• _WHAT IS EXPECTED_: What lines in the records below contain the string "DetectorConfig"? Copy every one.

--------------------------------------------------

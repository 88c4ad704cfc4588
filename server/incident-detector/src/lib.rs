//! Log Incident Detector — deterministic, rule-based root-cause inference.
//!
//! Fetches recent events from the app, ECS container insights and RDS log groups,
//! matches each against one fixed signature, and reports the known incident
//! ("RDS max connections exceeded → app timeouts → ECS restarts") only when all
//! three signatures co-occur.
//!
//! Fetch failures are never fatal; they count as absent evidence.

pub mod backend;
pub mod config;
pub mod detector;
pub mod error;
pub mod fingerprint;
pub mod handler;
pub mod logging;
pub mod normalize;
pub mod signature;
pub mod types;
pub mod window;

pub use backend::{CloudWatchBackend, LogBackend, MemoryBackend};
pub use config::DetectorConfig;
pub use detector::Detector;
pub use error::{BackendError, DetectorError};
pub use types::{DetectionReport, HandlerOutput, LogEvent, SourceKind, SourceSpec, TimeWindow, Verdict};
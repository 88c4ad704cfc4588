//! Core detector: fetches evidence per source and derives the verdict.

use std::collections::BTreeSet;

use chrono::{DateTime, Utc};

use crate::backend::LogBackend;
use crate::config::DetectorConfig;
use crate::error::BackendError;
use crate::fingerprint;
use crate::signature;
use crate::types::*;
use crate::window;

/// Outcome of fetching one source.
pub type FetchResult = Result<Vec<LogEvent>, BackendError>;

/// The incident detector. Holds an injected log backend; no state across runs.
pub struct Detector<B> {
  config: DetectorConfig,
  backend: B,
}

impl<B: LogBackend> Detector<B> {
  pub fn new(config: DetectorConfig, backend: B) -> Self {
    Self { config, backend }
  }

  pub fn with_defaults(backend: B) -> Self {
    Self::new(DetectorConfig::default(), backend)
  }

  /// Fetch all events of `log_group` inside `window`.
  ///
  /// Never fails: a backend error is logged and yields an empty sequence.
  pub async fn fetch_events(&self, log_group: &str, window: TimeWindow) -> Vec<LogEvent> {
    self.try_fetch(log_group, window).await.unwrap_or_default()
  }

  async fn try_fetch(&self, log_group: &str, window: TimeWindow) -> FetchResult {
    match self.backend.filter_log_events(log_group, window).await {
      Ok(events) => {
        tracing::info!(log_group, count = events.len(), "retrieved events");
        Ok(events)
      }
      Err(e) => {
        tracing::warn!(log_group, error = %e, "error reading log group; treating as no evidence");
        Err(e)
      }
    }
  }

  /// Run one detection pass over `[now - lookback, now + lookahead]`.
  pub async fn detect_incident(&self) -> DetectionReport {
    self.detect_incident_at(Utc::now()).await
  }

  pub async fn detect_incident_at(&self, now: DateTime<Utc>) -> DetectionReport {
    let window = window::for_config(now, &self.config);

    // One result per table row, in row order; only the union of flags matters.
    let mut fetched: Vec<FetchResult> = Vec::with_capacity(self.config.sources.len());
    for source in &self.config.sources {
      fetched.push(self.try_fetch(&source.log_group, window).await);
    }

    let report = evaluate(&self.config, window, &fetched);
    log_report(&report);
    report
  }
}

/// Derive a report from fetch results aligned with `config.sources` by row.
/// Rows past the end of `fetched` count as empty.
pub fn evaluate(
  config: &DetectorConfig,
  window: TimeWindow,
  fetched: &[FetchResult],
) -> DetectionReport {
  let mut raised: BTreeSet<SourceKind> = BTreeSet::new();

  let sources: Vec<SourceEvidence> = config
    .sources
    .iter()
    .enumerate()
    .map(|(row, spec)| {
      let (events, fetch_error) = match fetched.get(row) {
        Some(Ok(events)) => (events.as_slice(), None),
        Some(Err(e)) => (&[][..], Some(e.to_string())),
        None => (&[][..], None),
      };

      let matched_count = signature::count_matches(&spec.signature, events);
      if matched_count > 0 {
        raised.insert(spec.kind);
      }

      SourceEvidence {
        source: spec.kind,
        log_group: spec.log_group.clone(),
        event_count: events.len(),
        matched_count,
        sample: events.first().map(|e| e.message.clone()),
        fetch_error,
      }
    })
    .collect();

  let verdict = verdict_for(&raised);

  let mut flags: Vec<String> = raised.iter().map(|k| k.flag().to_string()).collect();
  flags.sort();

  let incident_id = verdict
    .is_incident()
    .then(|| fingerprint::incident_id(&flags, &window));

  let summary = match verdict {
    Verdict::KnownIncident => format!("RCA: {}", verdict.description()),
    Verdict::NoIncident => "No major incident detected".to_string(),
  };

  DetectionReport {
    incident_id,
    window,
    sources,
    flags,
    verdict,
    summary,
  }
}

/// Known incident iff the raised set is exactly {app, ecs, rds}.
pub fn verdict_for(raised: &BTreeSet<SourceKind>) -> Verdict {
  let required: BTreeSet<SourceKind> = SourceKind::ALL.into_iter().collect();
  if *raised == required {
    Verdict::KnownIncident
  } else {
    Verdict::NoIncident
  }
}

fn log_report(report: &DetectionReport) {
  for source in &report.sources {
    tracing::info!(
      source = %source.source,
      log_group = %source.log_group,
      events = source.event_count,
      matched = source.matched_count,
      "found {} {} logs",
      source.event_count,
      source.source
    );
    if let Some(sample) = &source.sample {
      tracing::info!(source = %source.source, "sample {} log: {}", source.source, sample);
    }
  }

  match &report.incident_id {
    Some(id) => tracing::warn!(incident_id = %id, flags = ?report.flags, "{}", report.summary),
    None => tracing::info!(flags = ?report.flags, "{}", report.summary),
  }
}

--------------------------------------------------

• _SOLUTION BELOW_:
pub use config::DetectorConfig;
use crate::config::DetectorConfig;
  config: DetectorConfig,
  pub fn new(config: DetectorConfig, backend: B) -> Self {
    Self::new(DetectorConfig::default(), backend)
  config: &DetectorConfig,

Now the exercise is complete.